● REQUIREMENT: Here are some records. Copy each one exactly.

(PROVIDED RECORDS)

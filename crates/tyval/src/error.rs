//! # Error Definitions
//!
//! Failures raised while converting between values and their encodings.
//! Every error that concerns a nested element carries the `Path` to it.

use std::fmt;

/// One step from a container to a nested element.
#[derive(Debug, Clone, PartialEq, Eq)]
pub enum PathStep {
    /// An object attribute.
    Attr(String),
    /// A list, set or tuple position.
    Index(usize),
    /// A map key.
    Key(String),
}

/// The location of a nested element within a value. Empty for the root.
#[derive(Debug, Clone, Default, PartialEq, Eq)]
pub struct Path(Vec<PathStep>);

impl Path {
    pub fn root() -> Self {
        Self(Vec::new())
    }

    pub fn attr(&self, name: &str) -> Self {
        self.with(PathStep::Attr(name.to_string()))
    }

    pub fn index(&self, idx: usize) -> Self {
        self.with(PathStep::Index(idx))
    }

    pub fn key(&self, key: &str) -> Self {
        self.with(PathStep::Key(key.to_string()))
    }

    pub fn steps(&self) -> &[PathStep] {
        &self.0
    }

    pub fn is_root(&self) -> bool {
        self.0.is_empty()
    }

    fn with(&self, step: PathStep) -> Self {
        let mut steps = self.0.clone();
        steps.push(step);
        Self(steps)
    }
}

impl fmt::Display for Path {
    fn fmt(&self, f: &mut fmt::Formatter<'_>) -> fmt::Result {
        for step in &self.0 {
            match step {
                PathStep::Attr(name) => write!(f, ".{}", name)?,
                PathStep::Index(idx) => write!(f, "[{}]", idx)?,
                PathStep::Key(key) => write!(f, "[{:?}]", key)?,
            }
        }
        Ok(())
    }
}

/// Encoding and decoding failures.
#[derive(Debug, Clone, PartialEq)]
pub enum Error {
    /// The input was not syntactically valid for the encoding.
    Syntax(String),
    /// The encoded element does not have the shape the wanted type requires.
    TypeMismatch { path: Path, expected: String, found: String },
    /// A number could not be represented (NaN, or an unparseable string).
    InvalidNumber { path: Path, detail: String },
    /// An object was given an attribute its type does not declare.
    UnsupportedAttribute { path: Path, name: String },
    /// A tuple had the wrong number of elements.
    TupleLength { path: Path, expected: usize, found: usize },
    /// The encoding has no representation for unknown values.
    UnknownValue(Path),
    /// The type has no wire representation.
    UnsupportedType(String),
    /// A type description could not be parsed.
    InvalidTypeJson(String),
    /// The value is more deeply nested than the codec allows.
    RecursionLimitExceeded,
    /// The underlying writer failed.
    Write(String),
}

impl fmt::Display for Error {
    fn fmt(&self, f: &mut fmt::Formatter<'_>) -> fmt::Result {
        match self {
            Self::Syntax(msg) => write!(f, "syntax error: {}", msg),
            Self::TypeMismatch { path, expected, found } => {
                write_path(f, path)?;
                write!(f, "{} required, but found {}", expected, found)
            }
            Self::InvalidNumber { path, detail } => {
                write_path(f, path)?;
                write!(f, "invalid number: {}", detail)
            }
            Self::UnsupportedAttribute { path, name } => {
                write_path(f, path)?;
                write!(f, "unsupported attribute {:?}", name)
            }
            Self::TupleLength { path, expected, found } => {
                write_path(f, path)?;
                write!(f, "tuple of {} elements required, but found {}", expected, found)
            }
            Self::UnknownValue(path) => {
                write_path(f, path)?;
                write!(f, "value is not known")
            }
            Self::UnsupportedType(ty) => write!(f, "type {} cannot be serialized", ty),
            Self::InvalidTypeJson(msg) => write!(f, "invalid type description: {}", msg),
            Self::RecursionLimitExceeded => write!(f, "value nesting exceeds the recursion limit"),
            Self::Write(msg) => write!(f, "write failed: {}", msg),
        }
    }
}

fn write_path(f: &mut fmt::Formatter<'_>, path: &Path) -> fmt::Result {
    if path.is_root() {
        Ok(())
    } else {
        write!(f, "{}: ", path)
    }
}

impl std::error::Error for Error {}

/// A specialized Result type for value encoding operations.
pub type Result<T> = std::result::Result<T, Error>;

(End PROVIDED RECORDS)

● ANSWER BELOW:
filename crates/tyval/src/error.rs
//! # Error Definitions
//!
//! Failures raised while converting between values and their encodings.
//! Every error that concerns a nested element carries the `Path` to it.

use std::fmt;

/// One step from a container to a nested element.
#[derive(Debug, Clone, PartialEq, Eq)]
pub enum PathStep {
    /// An object attribute.
    Attr(String),
    /// A list, set or tuple position.
    Index(usize),
    /// A map key.
    Key(String),
}

/// The location of a nested element within a value. Empty for the root.
#[derive(Debug, Clone, Default, PartialEq, Eq)]
pub struct Path(Vec<PathStep>);

impl Path {
    pub fn root() -> Self {
        Self(Vec::new())
    }

    pub fn attr(&self, name: &str) -> Self {
        self.with(PathStep::Attr(name.to_string()))
    }

    pub fn index(&self, idx: usize) -> Self {
        self.with(PathStep::Index(idx))
    }

    pub fn key(&self, key: &str) -> Self {
        self.with(PathStep::Key(key.to_string()))
    }

    pub fn steps(&self) -> &[PathStep] {
        &self.0
    }

    pub fn is_root(&self) -> bool {
        self.0.is_empty()
    }

    fn with(&self, step: PathStep) -> Self {
        let mut steps = self.0.clone();
        steps.push(step);
        Self(steps)
    }
}

impl fmt::Display for Path {
    fn fmt(&self, f: &mut fmt::Formatter<'_>) -> fmt::Result {
        for step in &self.0 {
            match step {
                PathStep::Attr(name) => write!(f, ".{}", name)?,
                PathStep::Index(idx) => write!(f, "[{}]", idx)?,
                PathStep::Key(key) => write!(f, "[{:?}]", key)?,
            }
        }
        Ok(())
    }
}

/// Encoding and decoding failures.
#[derive(Debug, Clone, PartialEq)]
pub enum Error {
    /// The input was not syntactically valid for the encoding.
    Syntax(String),
    /// The encoded element does not have the shape the wanted type requires.
    TypeMismatch { path: Path, expected: String, found: String },
    /// A number could not be represented (NaN, or an unparseable string).
    InvalidNumber { path: Path, detail: String },
    /// An object was given an attribute its type does not declare.
    UnsupportedAttribute { path: Path, name: String },
    /// A tuple had the wrong number of elements.
    TupleLength { path: Path, expected: usize, found: usize },
    /// The encoding has no representation for unknown values.
    UnknownValue(Path),
    /// The type has no wire representation.
    UnsupportedType(String),
    /// A type description could not be parsed.
    InvalidTypeJson(String),
    /// The value is more deeply nested than the codec allows.
    RecursionLimitExceeded,
    /// The underlying writer failed.
    Write(String),
}

impl fmt::Display for Error {
    fn fmt(&self, f: &mut fmt::Formatter<'_>) -> fmt::Result {
        match self {
            Self::Syntax(msg) => write!(f, "syntax error: {}", msg),
            Self::TypeMismatch { path, expected, found } => {
                write_path(f, path)?;
                write!(f, "{} required, but found {}", expected, found)
            }
            Self::InvalidNumber { path, detail } => {
                write_path(f, path)?;
                write!(f, "invalid number: {}", detail)
            }
            Self::UnsupportedAttribute { path, name } => {
                write_path(f, path)?;
                write!(f, "unsupported attribute {:?}", name)
            }
            Self::TupleLength { path, expected, found } => {
                write_path(f, path)?;
                write!(f, "tuple of {} elements required, but found {}", expected, found)
            }
            Self::UnknownValue(path) => {
                write_path(f, path)?;
                write!(f, "value is not known")
            }
            Self::UnsupportedType(ty) => write!(f, "type {} cannot be serialized", ty),
            Self::InvalidTypeJson(msg) => write!(f, "invalid type description: {}", msg),
            Self::RecursionLimitExceeded => write!(f, "value nesting exceeds the recursion limit"),
            Self::Write(msg) => write!(f, "write failed: {}", msg),
        }
    }
}

fn write_path(f: &mut fmt::Formatter<'_>, path: &Path) -> fmt::Result {
    if path.is_root() {
        Ok(())
    } else {
        write!(f, "{}: ", path)
    }
}

impl std::error::Error for Error {}

/// A specialized Result type for value encoding operations.
pub type Result<T> = std::result::Result<T, Error>;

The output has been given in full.